[[ Record excerpts open ]]
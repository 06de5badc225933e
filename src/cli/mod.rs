//! Command-line interface for precommit-gate.
//!
//! This module provides the `pcg` CLI with subcommands for:
//! - `run`: Run the gate (the default)
//! - `scan`: Apply the content rules only
//! - `init`: Initialize configuration
//! - `install`: Install git hook
//! - `uninstall`: Remove git hook
//! - `config`: Show configuration

mod commands;

use crate::core::error::Result;
use clap::{Args, Parser, Subcommand};
use std::path::PathBuf;
use std::process::ExitCode;
use tracing_subscriber::EnvFilter;

/// Pre-commit quality gate: debug leftovers, conflict markers, and a test run.
#[derive(Debug, Parser)]
#[command(
    name = "pcg",
    author,
    version,
    about = "Pre-commit quality gate: debug leftovers, conflict markers, and a test run",
    long_about = r#"
precommit-gate (pcg) scans your project before each commit for leftover
debug calls such as dd() and for unresolved merge conflict markers, then
offers to run the test suite. Findings are reported; only failing tests
abort the commit.

Quick start:
  pcg init      # Create configuration
  pcg install   # Install git hook
  # Done! Every commit now goes through the gate.

Environment variables:
  PCG_SKIP=1                Skip the gate entirely
  RUST_LOG=debug            Diagnostic logging on stderr
"#,
    propagate_version = true
)]
pub struct Cli {
    /// Subcommand to run.
    #[command(subcommand)]
    pub command: Option<Commands>,

    /// Enable verbose output.
    #[arg(short, long, global = true)]
    pub verbose: bool,

    /// Suppress non-error output.
    #[arg(short, long, global = true)]
    pub quiet: bool,

    /// Use color output.
    #[arg(long, global = true, default_value = "auto")]
    pub color: ColorChoice,

    /// Configuration file to use instead of searching for one.
    #[arg(long, global = true, value_name = "PATH")]
    pub config: Option<PathBuf>,
}

/// Color output choice.
#[derive(Debug, Clone, Copy, PartialEq, Eq, Default, clap::ValueEnum)]
pub enum ColorChoice {
    /// Always use color.
    Always,
    /// Auto-detect color support.
    #[default]
    Auto,
    /// Never use color.
    Never,
}

/// Options for `pcg run`.
#[derive(Debug, Clone, Default, PartialEq, Eq, Args)]
pub struct RunArgs {
    /// Project root to scan, overriding `project.root`.
    #[arg(long, value_name = "DIR")]
    pub root: Option<PathBuf>,

    /// Answer yes to the test prompt.
    #[arg(short, long, conflicts_with = "no_tests")]
    pub yes: bool,

    /// Never run tests.
    #[arg(long)]
    pub no_tests: bool,
}

/// Available subcommands.
#[derive(Debug, Subcommand)]
pub enum Commands {
    /// Run the pre-commit gate.
    #[command(visible_alias = "r")]
    Run(RunArgs),

    /// Apply the content rules without prompting or running tests.
    #[command(visible_alias = "s")]
    Scan {
        /// Project root to scan, overriding `project.root`.
        #[arg(long, value_name = "DIR")]
        root: Option<PathBuf>,

        /// Print findings as JSON.
        #[arg(long)]
        json: bool,
    },

    /// Initialize precommit-gate configuration.
    #[command(visible_alias = "i")]
    Init {
        /// Use a preset configuration.
        #[arg(
            short,
            long,
            value_parser = clap::builder::PossibleValuesParser::new(crate::presets::available().iter().copied())
        )]
        preset: Option<String>,

        /// Overwrite existing configuration.
        #[arg(short, long)]
        force: bool,
    },

    /// Install the git pre-commit hook.
    Install {
        /// Overwrite existing hook.
        #[arg(short, long)]
        force: bool,
    },

    /// Remove the git pre-commit hook.
    Uninstall,

    /// Show configuration file location and contents.
    Config {
        /// Output raw TOML.
        #[arg(long)]
        raw: bool,
    },

    /// Generate shell completions.
    Completions {
        /// Shell to generate completions for.
        #[arg(value_enum)]
        shell: clap_complete::Shell,
    },
}

/// Runs the CLI.
pub fn run() -> Result<ExitCode> {
    let cli = Cli::parse();

    setup_logging(cli.verbose, cli.quiet);
    setup_color(cli.color);

    let config = cli.config.as_deref();

    // If no subcommand, run the default action (same as `pcg run`)
    match cli.command {
        Some(Commands::Run(args)) => commands::run(config, &args),
        Some(Commands::Scan { root, json }) => commands::scan(config, root.as_deref(), json),
        Some(Commands::Init { preset, force }) => commands::init(preset.as_deref(), force),
        Some(Commands::Install { force }) => commands::install(force),
        Some(Commands::Uninstall) => commands::uninstall(),
        Some(Commands::Config { raw }) => commands::config(config, raw),
        Some(Commands::Completions { shell }) => {
            commands::completions(shell);
            Ok(ExitCode::SUCCESS)
        },
        None => commands::run(config, &RunArgs::default()),
    }
}

/// Sets up logging based on verbosity flags.
fn setup_logging(verbose: bool, quiet: bool) {
    let filter = if quiet {
        "error"
    } else if verbose {
        "debug"
    } else {
        "warn"
    };

    let env_filter = EnvFilter::try_from_default_env().unwrap_or_else(|_| EnvFilter::new(filter));

    tracing_subscriber::fmt()
        .with_env_filter(env_filter)
        .with_target(false)
        .with_writer(std::io::stderr)
        .init();
}

/// Sets up color output.
fn setup_color(choice: ColorChoice) {
    match choice {
        ColorChoice::Always => {
            console::set_colors_enabled(true);
            console::set_colors_enabled_stderr(true);
        },
        ColorChoice::Never => {
            console::set_colors_enabled(false);
            console::set_colors_enabled_stderr(false);
        },
        ColorChoice::Auto => {
            // Let console crate auto-detect
        },
    }
}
[[ Record excerpts closed ]]
- What you need to do
Each record should be repeated in full, exactly as it is written.

- Result of the exercise
repository 06de5badc225933e
filename src/cli/mod.rs
//! Command-line interface for precommit-gate.
//!
//! This module provides the `pcg` CLI with subcommands for:
//! - `run`: Run the gate (the default)
//! - `scan`: Apply the content rules only
//! - `init`: Initialize configuration
//! - `install`: Install git hook
//! - `uninstall`: Remove git hook
//! - `config`: Show configuration

mod commands;

use crate::core::error::Result;
use clap::{Args, Parser, Subcommand};
use std::path::PathBuf;
use std::process::ExitCode;
use tracing_subscriber::EnvFilter;

/// Pre-commit quality gate: debug leftovers, conflict markers, and a test run.
#[derive(Debug, Parser)]
#[command(
    name = "pcg",
    author,
    version,
    about = "Pre-commit quality gate: debug leftovers, conflict markers, and a test run",
    long_about = r#"
precommit-gate (pcg) scans your project before each commit for leftover
debug calls such as dd() and for unresolved merge conflict markers, then
offers to run the test suite. Findings are reported; only failing tests
abort the commit.

Quick start:
  pcg init      # Create configuration
  pcg install   # Install git hook
  # Done! Every commit now goes through the gate.

Environment variables:
  PCG_SKIP=1                Skip the gate entirely
  RUST_LOG=debug            Diagnostic logging on stderr
"#,
    propagate_version = true
)]
pub struct Cli {
    /// Subcommand to run.
    #[command(subcommand)]
    pub command: Option<Commands>,

    /// Enable verbose output.
    #[arg(short, long, global = true)]
    pub verbose: bool,

    /// Suppress non-error output.
    #[arg(short, long, global = true)]
    pub quiet: bool,

    /// Use color output.
    #[arg(long, global = true, default_value = "auto")]
    pub color: ColorChoice,

    /// Configuration file to use instead of searching for one.
    #[arg(long, global = true, value_name = "PATH")]
    pub config: Option<PathBuf>,
}

/// Color output choice.
#[derive(Debug, Clone, Copy, PartialEq, Eq, Default, clap::ValueEnum)]
pub enum ColorChoice {
    /// Always use color.
    Always,
    /// Auto-detect color support.
    #[default]
    Auto,
    /// Never use color.
    Never,
}

/// Options for `pcg run`.
#[derive(Debug, Clone, Default, PartialEq, Eq, Args)]
pub struct RunArgs {
    /// Project root to scan, overriding `project.root`.
    #[arg(long, value_name = "DIR")]
    pub root: Option<PathBuf>,

    /// Answer yes to the test prompt.
    #[arg(short, long, conflicts_with = "no_tests")]
    pub yes: bool,

    /// Never run tests.
    #[arg(long)]
    pub no_tests: bool,
}

/// Available subcommands.
#[derive(Debug, Subcommand)]
pub enum Commands {
    /// Run the pre-commit gate.
    #[command(visible_alias = "r")]
    Run(RunArgs),

    /// Apply the content rules without prompting or running tests.
    #[command(visible_alias = "s")]
    Scan {
        /// Project root to scan, overriding `project.root`.
        #[arg(long, value_name = "DIR")]
        root: Option<PathBuf>,

        /// Print findings as JSON.
        #[arg(long)]
        json: bool,
    },

    /// Initialize precommit-gate configuration.
    #[command(visible_alias = "i")]
    Init {
        /// Use a preset configuration.
        #[arg(
            short,
            long,
            value_parser = clap::builder::PossibleValuesParser::new(crate::presets::available().iter().copied())
        )]
        preset: Option<String>,

        /// Overwrite existing configuration.
        #[arg(short, long)]
        force: bool,
    },

    /// Install the git pre-commit hook.
    Install {
        /// Overwrite existing hook.
        #[arg(short, long)]
        force: bool,
    },

    /// Remove the git pre-commit hook.
    Uninstall,

    /// Show configuration file location and contents.
    Config {
        /// Output raw TOML.
        #[arg(long)]
        raw: bool,
    },

    /// Generate shell completions.
    Completions {
        /// Shell to generate completions for.
        #[arg(value_enum)]
        shell: clap_complete::Shell,
    },
}

/// Runs the CLI.
pub fn run() -> Result<ExitCode> {
    let cli = Cli::parse();

    setup_logging(cli.verbose, cli.quiet);
    setup_color(cli.color);

    let config = cli.config.as_deref();

    // If no subcommand, run the default action (same as `pcg run`)
    match cli.command {
        Some(Commands::Run(args)) => commands::run(config, &args),
        Some(Commands::Scan { root, json }) => commands::scan(config, root.as_deref(), json),
        Some(Commands::Init { preset, force }) => commands::init(preset.as_deref(), force),
        Some(Commands::Install { force }) => commands::install(force),
        Some(Commands::Uninstall) => commands::uninstall(),
        Some(Commands::Config { raw }) => commands::config(config, raw),
        Some(Commands::Completions { shell }) => {
            commands::completions(shell);
            Ok(ExitCode::SUCCESS)
        },
        None => commands::run(config, &RunArgs::default()),
    }
}

/// Sets up logging based on verbosity flags.
fn setup_logging(verbose: bool, quiet: bool) {
    let filter = if quiet {
        "error"
    } else if verbose {
        "debug"
    } else {
        "warn"
    };

    let env_filter = EnvFilter::try_from_default_env().unwrap_or_else(|_| EnvFilter::new(filter));

    tracing_subscriber::fmt()
        .with_env_filter(env_filter)
        .with_target(false)
        .with_writer(std::io::stderr)
        .init();
}

/// Sets up color output.
fn setup_color(choice: ColorChoice) {
    match choice {
        ColorChoice::Always => {
            console::set_colors_enabled(true);
            console::set_colors_enabled_stderr(true);
        },
        ColorChoice::Never => {
            console::set_colors_enabled(false);
            console::set_colors_enabled_stderr(false);
        },
        ColorChoice::Auto => {
            // Let console crate auto-detect
        },
    }
}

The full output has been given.